The refugees were told they could no longer stay in the school because classes had resumed Sept. 1. Instead, the refugees were offered a windowless, roofless ruin with no electricity or water.
Refusing that, the group set off for Belgrade to protest what they consider the government's indifference to their plight since nearly 200,000 of them fled Kosovo in June to escape attacks by ethnic Albanians. The attacks were in retaliation for atrocities committed by Serbs during Yugoslav President Slobodan Milosevic's 18-month crackdown on ethnic Albanians in Kosovo.
That crackdown ended when Milosevic accepted a U.N.-sanctioned peace plan to end the 78-day NATO bombing of Yugoslavia. Many Serbs have complained of the reception they received elsewhere in Serbia, the dominant republic in the Yugoslav federation, after they fled the southern province.
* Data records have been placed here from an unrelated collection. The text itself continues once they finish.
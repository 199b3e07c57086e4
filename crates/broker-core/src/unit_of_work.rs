//! Atomic unit of work over the ledger and order stores.
//!
//! A unit collects asset-key locks and staged writes. Nothing becomes
//! visible to other callers until [`UnitOfWork::commit`] succeeds;
//! dropping the unit (early return, `?`, panic) aborts it and releases
//! its locks.
//!
//! Asset records may only be read or staged while their key is locked
//! by this unit. Keys must be locked in ascending order across calls:
//! lock every key the unit needs in one [`UnitOfWork::lock`] call, or
//! in calls of increasing key order.

use std::collections::BTreeMap;
use std::mem;

use tracing::debug;

use crate::asset::{Asset, AssetKey};
use crate::error::BrokerResult;
use crate::ids::OrderId;
use crate::lock_registry::{AssetLockGuard, LockRegistry};
use crate::order::{Order, OrderStatus};
use crate::storage::Storage;

pub struct UnitOfWork<'a> {
    storage: &'a Storage,
    locks: &'a LockRegistry,

    /// Held lock guards, ascending by key.
    held: Vec<AssetLockGuard>,

    staged_assets: BTreeMap<AssetKey, Asset>,
    staged_orders: BTreeMap<OrderId, Order>,
    committed: bool,
}

impl<'a> UnitOfWork<'a> {
    pub fn new(storage: &'a Storage, locks: &'a LockRegistry) -> Self {
        UnitOfWork {
            storage,
            locks,
            held: Vec::new(),
            staged_assets: BTreeMap::new(),
            staged_orders: BTreeMap::new(),
            committed: false,
        }
    }

    pub fn holds(&self, key: &AssetKey) -> bool {
        self.held.iter().any(|g| g.key() == key)
    }

    /// Lock `keys` for the rest of this unit. Keys already held are
    /// skipped.
    ///
    /// # Panics
    /// Panics if a new key sorts below a key this unit already holds;
    /// acquiring out of the global order could deadlock.
    pub async fn lock(&mut self, keys: impl IntoIterator<Item = AssetKey>) {
        let mut wanted: Vec<AssetKey> = keys.into_iter().filter(|k| !self.holds(k)).collect();
        if wanted.is_empty() {
            return;
        }
        wanted.sort();
        wanted.dedup();

        if let Some(highest) = self.held.last() {
            assert!(
                &wanted[0] > highest.key(),
                "lock order violation: {} requested while holding {}",
                wanted[0],
                highest.key()
            );
        }

        let guards = self.locks.acquire(wanted).await;
        self.held.extend(guards);
    }

    /// Lock `key` and return the record as this unit sees it.
    pub async fn lock_and_get(&mut self, key: &AssetKey) -> Option<Asset> {
        self.lock([key.clone()]).await;
        self.asset(key)
    }

    /// The staged version of a record if this unit wrote it, otherwise
    /// the committed one.
    ///
    /// # Panics
    /// Panics if `key` is not locked by this unit.
    pub fn asset(&self, key: &AssetKey) -> Option<Asset> {
        assert!(self.holds(key), "asset {} read without its lock", key);
        self.staged_assets
            .get(key)
            .cloned()
            .or_else(|| self.storage.assets.get(key))
    }

    /// # Panics
    /// Panics if the record's key is not locked by this unit.
    pub fn stage_asset(&mut self, asset: Asset) {
        assert!(
            self.holds(&asset.key),
            "asset {} written without its lock",
            asset.key
        );
        self.staged_assets.insert(asset.key.clone(), asset);
    }

    pub fn order(&self, id: OrderId) -> Option<Order> {
        self.staged_orders
            .get(&id)
            .cloned()
            .or_else(|| self.storage.orders.get(id))
    }

    /// Lookup scoped to PENDING orders; anything else reads as absent.
    pub fn pending_order(&self, id: OrderId) -> Option<Order> {
        self.order(id).filter(|o| o.status == OrderStatus::Pending)
    }

    pub fn stage_order(&mut self, order: Order) {
        self.staged_orders.insert(order.id, order);
    }

    /// Persist every staged record atomically, then release the locks.
    pub fn commit(mut self) -> BrokerResult<()> {
        let assets: Vec<Asset> = mem::take(&mut self.staged_assets).into_values().collect();
        let orders: Vec<Order> = mem::take(&mut self.staged_orders).into_values().collect();
        let (asset_count, order_count) = (assets.len(), orders.len());

        self.storage.commit(assets, orders)?;
        self.committed = true;
        debug!(
            assets = asset_count,
            orders = order_count,
            locks = self.held.len(),
            "unit of work committed"
        );
        Ok(())
    }
}

impl Drop for UnitOfWork<'_> {
    fn drop(&mut self) {
        if !self.committed && !(self.staged_assets.is_empty() && self.staged_orders.is_empty()) {
            debug!(
                assets = self.staged_assets.len(),
                orders = self.staged_orders.len(),
                "unit of work aborted, staged writes discarded"
            );
        }
    }
}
Serbian police stopped the column Wednesday night at an overpass leading to the main highway to Belgrade, 80 miles to the north, and refused to allow them to proceed.
They were ordered to stay within the Kraljevo city limits. More people joined the ranks, swelling their number to about 700.
In heavy rain, the refugees set off again Thursday morning, ignoring police roadblocks. They covered only 20 miles before encountering new police barriers near the town of Cacak. There, the refugees were prevented from spending the rainy night in a nearby motel, and camped by the roadside.
Dragana Masic, 25, from a village near the town of Klina, her husband, Dragoslav, and their 5-year-old son, Marko, spent the night in a shelter near the local graveyard.
``This is pitiful what they (authorities) are doing with these people, and all this because of one person,'' she said as her son clung to her skirt. She refused to elaborate, but was clearly referring to Milosevic.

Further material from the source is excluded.